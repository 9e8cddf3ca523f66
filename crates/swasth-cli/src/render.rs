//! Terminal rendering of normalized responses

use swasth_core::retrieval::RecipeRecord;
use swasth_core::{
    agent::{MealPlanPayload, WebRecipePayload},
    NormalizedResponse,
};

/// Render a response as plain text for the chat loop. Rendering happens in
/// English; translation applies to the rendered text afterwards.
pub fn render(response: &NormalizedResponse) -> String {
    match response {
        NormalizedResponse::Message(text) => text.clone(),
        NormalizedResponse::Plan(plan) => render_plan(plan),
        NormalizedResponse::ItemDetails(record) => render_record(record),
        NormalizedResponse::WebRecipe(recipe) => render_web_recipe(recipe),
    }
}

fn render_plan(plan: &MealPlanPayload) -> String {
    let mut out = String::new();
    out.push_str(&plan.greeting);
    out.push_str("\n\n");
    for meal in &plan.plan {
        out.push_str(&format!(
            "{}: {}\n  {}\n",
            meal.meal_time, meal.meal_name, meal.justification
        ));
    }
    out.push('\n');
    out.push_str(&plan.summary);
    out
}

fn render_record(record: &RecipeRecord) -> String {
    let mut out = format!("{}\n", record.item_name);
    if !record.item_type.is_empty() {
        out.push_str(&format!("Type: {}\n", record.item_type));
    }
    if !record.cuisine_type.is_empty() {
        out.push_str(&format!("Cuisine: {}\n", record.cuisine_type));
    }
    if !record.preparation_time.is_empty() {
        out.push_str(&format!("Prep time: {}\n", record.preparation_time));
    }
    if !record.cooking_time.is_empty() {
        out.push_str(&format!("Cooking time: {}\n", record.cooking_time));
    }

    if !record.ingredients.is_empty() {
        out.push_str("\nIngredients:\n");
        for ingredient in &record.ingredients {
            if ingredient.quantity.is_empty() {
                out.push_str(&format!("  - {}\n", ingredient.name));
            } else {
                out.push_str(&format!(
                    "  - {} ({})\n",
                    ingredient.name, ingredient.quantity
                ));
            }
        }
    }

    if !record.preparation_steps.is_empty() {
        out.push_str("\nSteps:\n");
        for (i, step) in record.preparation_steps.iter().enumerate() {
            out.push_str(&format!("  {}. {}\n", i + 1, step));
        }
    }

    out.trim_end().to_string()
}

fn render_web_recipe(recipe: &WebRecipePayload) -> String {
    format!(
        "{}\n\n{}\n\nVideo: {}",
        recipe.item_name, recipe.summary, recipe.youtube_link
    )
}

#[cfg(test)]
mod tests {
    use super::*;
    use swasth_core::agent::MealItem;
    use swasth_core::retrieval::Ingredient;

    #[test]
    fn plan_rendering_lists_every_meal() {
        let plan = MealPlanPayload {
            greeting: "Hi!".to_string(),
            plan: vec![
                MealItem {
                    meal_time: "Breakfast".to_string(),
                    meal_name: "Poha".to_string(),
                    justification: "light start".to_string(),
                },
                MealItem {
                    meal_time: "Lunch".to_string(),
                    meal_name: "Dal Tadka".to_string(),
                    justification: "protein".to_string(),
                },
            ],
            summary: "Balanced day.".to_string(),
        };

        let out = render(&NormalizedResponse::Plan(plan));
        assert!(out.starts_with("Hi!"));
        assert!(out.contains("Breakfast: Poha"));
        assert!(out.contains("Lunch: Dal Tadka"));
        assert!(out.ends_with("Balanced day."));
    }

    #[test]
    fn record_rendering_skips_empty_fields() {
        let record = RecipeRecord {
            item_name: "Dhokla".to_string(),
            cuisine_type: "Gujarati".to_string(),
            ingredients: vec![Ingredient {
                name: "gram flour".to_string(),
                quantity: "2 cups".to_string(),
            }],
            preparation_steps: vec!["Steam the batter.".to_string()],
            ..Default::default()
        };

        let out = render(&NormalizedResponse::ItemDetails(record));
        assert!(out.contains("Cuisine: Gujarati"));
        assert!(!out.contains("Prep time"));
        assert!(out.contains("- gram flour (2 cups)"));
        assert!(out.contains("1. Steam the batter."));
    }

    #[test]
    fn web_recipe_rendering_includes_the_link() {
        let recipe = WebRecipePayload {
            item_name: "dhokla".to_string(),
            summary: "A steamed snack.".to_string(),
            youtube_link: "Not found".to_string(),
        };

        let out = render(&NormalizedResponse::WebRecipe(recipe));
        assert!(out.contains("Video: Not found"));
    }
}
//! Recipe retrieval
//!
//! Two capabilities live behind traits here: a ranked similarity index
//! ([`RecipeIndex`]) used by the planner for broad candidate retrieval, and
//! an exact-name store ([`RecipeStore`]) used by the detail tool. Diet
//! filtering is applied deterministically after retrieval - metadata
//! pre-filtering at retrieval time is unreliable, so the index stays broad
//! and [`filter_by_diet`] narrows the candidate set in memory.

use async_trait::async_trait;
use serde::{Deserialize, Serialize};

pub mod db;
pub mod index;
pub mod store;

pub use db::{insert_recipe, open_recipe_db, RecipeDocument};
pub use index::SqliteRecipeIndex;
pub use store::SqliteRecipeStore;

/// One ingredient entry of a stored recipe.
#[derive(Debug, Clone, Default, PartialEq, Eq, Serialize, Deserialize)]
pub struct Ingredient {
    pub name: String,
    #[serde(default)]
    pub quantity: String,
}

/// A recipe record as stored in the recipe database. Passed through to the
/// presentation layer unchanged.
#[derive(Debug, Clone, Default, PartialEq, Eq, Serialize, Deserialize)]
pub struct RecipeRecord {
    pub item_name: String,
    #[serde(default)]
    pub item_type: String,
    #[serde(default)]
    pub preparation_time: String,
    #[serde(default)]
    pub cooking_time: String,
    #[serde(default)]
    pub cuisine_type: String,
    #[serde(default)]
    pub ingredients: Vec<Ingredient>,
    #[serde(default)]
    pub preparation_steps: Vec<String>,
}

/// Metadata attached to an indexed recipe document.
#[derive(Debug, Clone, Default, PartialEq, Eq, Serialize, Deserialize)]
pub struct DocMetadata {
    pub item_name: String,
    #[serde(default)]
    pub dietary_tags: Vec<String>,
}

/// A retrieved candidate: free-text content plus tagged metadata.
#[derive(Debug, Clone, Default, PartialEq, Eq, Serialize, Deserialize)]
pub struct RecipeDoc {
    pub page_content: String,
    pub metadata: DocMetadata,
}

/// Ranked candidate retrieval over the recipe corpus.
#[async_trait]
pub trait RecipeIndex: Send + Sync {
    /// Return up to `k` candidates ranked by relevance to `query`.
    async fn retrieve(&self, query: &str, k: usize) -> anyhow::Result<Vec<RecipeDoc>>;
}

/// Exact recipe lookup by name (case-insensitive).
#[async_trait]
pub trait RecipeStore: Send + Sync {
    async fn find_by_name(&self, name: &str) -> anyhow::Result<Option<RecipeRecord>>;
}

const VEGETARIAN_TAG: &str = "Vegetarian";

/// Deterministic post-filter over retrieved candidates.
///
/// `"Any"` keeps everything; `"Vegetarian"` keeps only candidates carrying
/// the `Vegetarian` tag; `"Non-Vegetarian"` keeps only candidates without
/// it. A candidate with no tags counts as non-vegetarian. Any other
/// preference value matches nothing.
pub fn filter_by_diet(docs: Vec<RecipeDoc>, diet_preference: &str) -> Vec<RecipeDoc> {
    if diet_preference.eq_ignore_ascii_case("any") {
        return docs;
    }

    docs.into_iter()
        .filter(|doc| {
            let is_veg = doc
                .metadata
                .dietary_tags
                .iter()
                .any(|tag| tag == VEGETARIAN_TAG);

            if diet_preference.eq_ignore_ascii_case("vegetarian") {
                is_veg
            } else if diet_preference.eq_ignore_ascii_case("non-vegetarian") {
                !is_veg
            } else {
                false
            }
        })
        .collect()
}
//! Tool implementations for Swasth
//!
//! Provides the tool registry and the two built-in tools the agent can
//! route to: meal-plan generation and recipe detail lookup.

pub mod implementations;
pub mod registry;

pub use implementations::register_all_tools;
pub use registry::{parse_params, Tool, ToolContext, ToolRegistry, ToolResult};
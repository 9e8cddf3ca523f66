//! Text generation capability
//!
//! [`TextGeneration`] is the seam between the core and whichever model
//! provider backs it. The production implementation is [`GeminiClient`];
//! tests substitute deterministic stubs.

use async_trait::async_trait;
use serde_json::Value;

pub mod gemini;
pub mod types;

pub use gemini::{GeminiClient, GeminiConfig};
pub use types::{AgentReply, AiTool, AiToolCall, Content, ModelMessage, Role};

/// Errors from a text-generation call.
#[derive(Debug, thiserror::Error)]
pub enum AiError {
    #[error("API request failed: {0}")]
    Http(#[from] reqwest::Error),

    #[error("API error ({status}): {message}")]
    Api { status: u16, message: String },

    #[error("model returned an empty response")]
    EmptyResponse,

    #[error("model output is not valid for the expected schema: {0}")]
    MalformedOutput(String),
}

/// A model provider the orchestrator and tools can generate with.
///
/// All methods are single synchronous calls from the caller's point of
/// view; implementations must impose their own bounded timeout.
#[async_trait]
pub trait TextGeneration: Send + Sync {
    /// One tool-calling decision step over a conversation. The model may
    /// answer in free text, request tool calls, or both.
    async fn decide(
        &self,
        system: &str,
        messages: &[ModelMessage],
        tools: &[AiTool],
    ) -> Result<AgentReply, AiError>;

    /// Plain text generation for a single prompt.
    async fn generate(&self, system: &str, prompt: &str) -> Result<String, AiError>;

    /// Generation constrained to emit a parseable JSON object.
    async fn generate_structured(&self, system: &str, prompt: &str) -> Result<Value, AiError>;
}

...

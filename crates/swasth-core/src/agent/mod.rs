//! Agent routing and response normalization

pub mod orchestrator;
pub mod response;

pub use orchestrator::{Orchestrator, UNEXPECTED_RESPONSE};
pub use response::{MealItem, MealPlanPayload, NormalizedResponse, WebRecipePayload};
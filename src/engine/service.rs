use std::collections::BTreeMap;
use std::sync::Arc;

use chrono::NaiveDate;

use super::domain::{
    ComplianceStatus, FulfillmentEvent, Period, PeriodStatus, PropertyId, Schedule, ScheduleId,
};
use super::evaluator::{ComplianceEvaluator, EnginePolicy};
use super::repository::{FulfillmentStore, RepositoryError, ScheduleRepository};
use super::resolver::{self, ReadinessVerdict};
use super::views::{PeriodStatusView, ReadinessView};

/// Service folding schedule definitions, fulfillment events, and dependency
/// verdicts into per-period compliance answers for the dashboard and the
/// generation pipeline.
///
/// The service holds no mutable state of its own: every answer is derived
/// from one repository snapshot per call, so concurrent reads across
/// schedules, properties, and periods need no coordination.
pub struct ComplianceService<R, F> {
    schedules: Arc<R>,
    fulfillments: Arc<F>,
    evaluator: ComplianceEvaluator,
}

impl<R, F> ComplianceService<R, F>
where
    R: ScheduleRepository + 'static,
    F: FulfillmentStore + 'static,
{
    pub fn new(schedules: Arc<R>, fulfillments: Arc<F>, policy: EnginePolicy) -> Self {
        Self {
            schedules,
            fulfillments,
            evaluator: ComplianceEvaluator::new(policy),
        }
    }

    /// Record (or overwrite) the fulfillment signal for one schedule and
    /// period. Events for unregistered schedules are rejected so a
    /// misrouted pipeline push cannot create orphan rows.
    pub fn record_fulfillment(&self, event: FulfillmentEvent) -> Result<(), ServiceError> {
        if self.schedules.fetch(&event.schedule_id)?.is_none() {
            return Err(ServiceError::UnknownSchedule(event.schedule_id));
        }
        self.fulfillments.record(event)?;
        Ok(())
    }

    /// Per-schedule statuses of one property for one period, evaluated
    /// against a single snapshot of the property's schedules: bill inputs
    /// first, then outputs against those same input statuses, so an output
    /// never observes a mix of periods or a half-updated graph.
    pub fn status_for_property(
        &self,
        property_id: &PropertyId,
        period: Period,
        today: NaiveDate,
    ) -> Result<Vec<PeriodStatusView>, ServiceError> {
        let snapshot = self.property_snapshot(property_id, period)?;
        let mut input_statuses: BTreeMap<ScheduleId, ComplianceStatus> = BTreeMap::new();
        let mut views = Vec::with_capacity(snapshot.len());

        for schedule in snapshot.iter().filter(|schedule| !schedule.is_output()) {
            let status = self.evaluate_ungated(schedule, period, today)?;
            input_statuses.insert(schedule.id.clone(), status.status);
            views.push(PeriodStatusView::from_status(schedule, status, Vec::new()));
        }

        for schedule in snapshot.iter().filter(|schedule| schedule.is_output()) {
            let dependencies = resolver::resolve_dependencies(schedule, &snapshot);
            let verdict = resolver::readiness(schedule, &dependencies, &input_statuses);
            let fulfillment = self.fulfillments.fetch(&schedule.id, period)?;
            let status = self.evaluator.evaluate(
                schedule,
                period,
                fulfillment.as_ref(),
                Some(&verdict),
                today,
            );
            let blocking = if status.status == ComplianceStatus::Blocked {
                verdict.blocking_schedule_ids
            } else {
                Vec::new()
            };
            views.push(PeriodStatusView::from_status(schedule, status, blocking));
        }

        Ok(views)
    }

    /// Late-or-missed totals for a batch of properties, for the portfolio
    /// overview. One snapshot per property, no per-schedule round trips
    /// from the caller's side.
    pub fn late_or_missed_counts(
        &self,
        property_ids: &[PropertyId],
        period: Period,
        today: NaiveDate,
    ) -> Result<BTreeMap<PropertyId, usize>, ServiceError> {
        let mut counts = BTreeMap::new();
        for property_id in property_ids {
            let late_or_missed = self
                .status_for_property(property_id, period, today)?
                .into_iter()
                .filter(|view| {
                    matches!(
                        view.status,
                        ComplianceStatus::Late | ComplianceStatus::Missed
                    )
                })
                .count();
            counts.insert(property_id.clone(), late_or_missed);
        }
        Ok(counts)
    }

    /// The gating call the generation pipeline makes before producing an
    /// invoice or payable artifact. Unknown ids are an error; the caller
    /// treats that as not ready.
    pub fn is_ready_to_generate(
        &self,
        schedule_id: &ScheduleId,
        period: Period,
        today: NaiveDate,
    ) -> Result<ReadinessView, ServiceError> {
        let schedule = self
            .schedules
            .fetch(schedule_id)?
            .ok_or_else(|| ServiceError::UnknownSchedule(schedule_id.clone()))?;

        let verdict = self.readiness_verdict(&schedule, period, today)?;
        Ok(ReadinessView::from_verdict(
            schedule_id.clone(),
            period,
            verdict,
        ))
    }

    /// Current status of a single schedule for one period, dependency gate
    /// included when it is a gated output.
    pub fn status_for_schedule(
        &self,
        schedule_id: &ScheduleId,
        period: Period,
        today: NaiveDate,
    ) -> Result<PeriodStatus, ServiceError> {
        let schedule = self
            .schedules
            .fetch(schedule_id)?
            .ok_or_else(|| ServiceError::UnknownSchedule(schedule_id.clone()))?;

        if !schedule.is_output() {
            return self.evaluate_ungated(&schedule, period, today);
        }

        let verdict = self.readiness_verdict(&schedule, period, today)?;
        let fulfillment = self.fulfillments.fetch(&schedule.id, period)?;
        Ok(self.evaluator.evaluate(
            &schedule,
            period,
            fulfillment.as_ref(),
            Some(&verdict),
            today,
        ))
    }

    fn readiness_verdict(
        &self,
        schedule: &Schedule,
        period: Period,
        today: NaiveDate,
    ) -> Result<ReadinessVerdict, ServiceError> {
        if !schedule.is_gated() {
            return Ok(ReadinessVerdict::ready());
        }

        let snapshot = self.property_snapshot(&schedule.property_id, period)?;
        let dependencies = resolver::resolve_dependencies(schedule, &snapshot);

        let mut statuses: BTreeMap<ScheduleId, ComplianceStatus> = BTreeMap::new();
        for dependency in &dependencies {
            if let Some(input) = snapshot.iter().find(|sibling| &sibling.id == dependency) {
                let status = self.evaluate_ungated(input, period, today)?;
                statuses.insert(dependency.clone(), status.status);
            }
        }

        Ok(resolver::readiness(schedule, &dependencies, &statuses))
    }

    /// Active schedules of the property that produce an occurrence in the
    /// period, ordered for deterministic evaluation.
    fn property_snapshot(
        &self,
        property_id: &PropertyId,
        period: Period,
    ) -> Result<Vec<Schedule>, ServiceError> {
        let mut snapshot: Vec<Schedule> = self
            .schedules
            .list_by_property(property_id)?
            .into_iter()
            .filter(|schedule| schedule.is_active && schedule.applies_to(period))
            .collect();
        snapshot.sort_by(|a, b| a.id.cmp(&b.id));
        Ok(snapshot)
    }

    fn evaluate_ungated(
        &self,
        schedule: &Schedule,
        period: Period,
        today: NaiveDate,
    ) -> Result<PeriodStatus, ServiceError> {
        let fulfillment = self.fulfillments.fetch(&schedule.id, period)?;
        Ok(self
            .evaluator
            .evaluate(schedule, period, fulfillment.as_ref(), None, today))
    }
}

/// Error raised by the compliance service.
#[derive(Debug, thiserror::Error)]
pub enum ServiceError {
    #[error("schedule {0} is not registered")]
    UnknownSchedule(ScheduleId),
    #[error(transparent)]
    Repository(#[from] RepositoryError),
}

§ WORK INSTRUCTIONS: Copy out every line of the material above that contains the string "MealPlanPayload".

§ EXERCISE ANSWER:
    agent::{MealPlanPayload, WebRecipePayload},
fn render_plan(plan: &MealPlanPayload) -> String {
        let plan = MealPlanPayload {
pub use response::{MealItem, MealPlanPayload, NormalizedResponse, WebRecipePayload};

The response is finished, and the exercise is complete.